[PROBLEM TO SOLVE] The answer must consist of each line of the records below that contains the string "Instant".

[STUDY MATERIAL Boundary: Start]

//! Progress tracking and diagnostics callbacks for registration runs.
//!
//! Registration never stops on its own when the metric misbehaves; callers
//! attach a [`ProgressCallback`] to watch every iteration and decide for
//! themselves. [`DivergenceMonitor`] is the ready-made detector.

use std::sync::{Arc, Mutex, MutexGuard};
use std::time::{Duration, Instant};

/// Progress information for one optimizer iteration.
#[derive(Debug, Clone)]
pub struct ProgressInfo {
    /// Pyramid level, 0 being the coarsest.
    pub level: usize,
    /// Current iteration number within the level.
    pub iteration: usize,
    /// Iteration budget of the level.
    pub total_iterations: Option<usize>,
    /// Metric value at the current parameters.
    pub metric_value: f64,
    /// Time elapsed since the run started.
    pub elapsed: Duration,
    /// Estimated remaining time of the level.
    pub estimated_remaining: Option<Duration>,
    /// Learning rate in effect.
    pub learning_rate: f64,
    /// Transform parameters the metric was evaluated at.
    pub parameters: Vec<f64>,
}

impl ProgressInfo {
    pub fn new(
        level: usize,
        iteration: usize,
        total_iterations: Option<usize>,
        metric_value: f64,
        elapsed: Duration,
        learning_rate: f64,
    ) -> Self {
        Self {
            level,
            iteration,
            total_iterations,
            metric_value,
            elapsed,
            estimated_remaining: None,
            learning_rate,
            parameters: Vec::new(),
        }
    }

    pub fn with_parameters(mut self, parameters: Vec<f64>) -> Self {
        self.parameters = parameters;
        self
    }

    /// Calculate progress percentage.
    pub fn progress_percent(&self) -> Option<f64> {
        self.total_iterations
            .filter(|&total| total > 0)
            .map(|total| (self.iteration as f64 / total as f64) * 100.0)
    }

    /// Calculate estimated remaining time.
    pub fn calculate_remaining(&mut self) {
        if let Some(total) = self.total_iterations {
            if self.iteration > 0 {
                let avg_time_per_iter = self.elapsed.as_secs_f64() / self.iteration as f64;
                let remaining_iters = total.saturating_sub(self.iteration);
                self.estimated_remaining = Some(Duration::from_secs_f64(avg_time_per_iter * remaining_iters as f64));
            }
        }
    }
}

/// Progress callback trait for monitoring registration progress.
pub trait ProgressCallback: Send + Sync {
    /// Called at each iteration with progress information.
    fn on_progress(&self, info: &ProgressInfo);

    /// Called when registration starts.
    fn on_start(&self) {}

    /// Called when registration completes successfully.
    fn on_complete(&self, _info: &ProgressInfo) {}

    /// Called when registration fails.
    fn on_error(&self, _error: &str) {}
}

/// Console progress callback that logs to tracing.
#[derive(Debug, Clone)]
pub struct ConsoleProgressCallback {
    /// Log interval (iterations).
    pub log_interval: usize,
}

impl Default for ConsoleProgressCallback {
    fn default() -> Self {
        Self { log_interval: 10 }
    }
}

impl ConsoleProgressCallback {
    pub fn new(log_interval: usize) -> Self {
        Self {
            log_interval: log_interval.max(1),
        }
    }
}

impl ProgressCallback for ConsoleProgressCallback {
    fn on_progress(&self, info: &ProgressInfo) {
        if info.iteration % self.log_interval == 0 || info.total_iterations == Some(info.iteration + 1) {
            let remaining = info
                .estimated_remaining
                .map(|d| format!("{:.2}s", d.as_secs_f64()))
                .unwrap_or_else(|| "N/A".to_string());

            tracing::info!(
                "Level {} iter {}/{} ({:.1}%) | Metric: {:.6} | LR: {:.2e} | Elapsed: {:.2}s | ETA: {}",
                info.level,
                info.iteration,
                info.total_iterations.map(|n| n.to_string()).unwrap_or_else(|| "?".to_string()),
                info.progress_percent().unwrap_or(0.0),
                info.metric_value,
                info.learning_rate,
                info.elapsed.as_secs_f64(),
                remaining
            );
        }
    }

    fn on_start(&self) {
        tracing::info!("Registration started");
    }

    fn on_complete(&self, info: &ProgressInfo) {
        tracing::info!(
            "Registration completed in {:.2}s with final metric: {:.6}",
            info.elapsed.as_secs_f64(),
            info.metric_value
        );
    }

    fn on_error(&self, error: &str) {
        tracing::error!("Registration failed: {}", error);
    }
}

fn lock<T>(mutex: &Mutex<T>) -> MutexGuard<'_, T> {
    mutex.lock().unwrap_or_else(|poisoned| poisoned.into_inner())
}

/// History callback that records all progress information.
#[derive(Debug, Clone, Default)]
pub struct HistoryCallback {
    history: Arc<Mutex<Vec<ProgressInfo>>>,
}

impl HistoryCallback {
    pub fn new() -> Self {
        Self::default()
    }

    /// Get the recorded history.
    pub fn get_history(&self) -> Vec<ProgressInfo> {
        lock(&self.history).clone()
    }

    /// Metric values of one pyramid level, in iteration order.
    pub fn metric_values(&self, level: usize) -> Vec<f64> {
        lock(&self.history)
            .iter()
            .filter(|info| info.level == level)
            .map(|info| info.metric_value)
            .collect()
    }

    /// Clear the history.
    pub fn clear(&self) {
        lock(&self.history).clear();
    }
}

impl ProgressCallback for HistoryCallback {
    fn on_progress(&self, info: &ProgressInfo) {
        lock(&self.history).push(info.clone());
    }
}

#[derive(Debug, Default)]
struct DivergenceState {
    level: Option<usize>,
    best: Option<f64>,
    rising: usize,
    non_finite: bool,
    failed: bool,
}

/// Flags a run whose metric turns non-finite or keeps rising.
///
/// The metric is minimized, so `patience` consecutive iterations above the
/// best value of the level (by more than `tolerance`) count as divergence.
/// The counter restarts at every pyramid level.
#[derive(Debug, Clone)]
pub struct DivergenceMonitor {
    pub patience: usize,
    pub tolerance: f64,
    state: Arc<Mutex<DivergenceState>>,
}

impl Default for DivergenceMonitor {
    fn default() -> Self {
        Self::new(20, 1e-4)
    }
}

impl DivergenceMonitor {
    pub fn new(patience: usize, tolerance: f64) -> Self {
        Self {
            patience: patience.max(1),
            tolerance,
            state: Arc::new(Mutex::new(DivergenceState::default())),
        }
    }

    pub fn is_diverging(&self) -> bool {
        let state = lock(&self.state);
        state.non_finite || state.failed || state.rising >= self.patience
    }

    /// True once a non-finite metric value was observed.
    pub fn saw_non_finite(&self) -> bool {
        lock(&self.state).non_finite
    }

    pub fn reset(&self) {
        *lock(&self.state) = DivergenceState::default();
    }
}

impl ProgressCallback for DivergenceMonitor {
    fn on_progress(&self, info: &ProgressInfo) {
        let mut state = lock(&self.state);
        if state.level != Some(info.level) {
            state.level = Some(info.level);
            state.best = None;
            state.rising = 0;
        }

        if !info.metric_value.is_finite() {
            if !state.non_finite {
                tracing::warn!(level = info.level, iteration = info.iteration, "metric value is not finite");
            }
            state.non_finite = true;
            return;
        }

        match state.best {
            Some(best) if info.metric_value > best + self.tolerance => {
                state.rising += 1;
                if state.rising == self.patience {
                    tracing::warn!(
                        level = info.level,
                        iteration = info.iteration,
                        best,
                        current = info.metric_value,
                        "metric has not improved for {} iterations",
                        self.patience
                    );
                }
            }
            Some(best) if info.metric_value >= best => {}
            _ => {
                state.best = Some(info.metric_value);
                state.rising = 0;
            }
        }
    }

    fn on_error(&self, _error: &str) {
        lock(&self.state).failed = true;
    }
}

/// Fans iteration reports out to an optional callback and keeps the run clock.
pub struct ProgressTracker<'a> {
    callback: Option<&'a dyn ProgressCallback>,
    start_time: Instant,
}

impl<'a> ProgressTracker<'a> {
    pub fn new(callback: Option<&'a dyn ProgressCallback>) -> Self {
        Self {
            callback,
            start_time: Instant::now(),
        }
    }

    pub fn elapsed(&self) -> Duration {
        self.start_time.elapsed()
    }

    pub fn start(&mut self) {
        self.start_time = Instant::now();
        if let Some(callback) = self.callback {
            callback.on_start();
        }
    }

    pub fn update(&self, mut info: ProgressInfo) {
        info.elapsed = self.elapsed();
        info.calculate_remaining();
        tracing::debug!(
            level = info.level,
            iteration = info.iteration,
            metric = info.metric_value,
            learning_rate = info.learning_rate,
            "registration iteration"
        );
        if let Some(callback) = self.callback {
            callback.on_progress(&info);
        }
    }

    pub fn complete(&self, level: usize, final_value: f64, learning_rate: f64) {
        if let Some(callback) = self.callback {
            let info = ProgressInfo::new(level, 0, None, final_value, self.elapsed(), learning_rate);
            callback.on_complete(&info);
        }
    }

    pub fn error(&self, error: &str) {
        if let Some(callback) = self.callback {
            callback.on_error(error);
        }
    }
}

[STUDY MATERIAL Boundary: End]
[STUDY MATERIAL Boundary: Start]

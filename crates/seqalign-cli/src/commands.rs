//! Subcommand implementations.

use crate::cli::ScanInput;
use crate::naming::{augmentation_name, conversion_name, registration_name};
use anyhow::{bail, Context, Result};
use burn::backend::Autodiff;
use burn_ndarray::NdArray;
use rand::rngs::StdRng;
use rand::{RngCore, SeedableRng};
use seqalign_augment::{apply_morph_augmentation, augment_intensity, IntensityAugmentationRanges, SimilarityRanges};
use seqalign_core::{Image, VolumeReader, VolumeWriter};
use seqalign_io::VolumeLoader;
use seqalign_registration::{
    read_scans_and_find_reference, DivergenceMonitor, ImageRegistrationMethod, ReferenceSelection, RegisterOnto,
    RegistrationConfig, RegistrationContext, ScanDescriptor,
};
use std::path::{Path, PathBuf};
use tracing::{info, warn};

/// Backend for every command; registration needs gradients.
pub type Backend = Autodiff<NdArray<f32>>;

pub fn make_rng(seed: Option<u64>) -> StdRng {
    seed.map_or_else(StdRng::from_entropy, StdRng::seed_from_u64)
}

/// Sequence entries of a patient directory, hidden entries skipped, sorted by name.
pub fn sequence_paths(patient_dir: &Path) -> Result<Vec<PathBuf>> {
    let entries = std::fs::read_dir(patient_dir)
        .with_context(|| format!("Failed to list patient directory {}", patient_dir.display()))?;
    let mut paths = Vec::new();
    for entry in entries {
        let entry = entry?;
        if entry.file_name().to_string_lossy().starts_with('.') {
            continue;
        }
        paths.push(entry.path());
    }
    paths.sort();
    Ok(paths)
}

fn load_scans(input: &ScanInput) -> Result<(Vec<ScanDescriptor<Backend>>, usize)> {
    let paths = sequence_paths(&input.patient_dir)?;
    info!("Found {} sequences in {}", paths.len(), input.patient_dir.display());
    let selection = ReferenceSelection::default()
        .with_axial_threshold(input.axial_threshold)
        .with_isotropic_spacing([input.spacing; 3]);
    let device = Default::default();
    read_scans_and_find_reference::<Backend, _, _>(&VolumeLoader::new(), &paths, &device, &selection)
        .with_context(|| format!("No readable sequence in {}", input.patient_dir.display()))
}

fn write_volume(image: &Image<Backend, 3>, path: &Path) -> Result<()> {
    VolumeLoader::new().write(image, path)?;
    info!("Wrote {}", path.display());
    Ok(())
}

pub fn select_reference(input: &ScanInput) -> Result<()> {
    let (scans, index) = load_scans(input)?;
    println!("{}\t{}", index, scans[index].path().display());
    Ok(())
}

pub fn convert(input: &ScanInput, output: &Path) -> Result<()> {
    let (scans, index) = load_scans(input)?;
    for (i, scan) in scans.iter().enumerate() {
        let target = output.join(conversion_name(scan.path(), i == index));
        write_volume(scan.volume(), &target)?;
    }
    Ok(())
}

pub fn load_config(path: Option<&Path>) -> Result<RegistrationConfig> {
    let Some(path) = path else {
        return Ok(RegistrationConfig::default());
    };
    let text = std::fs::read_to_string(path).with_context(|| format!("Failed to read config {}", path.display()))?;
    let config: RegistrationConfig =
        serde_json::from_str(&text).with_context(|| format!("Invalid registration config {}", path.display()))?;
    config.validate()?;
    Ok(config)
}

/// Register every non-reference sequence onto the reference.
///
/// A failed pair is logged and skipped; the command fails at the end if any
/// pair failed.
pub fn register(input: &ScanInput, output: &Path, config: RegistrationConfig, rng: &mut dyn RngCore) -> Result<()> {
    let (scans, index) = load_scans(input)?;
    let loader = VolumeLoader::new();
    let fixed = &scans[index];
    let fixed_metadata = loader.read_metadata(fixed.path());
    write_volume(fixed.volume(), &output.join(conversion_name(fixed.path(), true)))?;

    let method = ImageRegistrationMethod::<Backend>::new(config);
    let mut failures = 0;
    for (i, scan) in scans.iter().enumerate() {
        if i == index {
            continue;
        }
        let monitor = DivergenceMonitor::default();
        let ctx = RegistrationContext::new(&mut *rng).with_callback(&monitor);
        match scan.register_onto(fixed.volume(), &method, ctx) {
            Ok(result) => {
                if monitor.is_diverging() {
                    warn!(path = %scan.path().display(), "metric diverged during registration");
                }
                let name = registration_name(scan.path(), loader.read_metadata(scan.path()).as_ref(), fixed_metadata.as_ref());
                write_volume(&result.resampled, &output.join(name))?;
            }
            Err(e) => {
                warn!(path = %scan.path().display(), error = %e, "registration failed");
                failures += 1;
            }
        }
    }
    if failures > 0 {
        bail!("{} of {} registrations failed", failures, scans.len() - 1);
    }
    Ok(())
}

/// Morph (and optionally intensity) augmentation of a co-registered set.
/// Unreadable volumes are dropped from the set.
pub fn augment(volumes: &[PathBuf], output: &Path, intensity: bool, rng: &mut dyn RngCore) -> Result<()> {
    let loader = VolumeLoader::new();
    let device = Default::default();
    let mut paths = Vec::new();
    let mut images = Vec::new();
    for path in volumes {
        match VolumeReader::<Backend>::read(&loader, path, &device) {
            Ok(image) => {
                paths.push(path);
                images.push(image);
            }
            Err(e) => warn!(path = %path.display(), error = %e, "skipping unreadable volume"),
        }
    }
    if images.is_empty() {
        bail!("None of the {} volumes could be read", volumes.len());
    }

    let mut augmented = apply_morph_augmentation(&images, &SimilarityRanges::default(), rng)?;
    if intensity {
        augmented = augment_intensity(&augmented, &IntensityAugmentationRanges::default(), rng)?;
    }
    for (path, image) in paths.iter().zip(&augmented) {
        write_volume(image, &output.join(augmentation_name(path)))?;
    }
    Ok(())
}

[STUDY MATERIAL Boundary: End]

[RESULT OF THE TASK]
use std::time::{Duration, Instant};
    start_time: Instant,
            start_time: Instant::now(),
        self.start_time = Instant::now();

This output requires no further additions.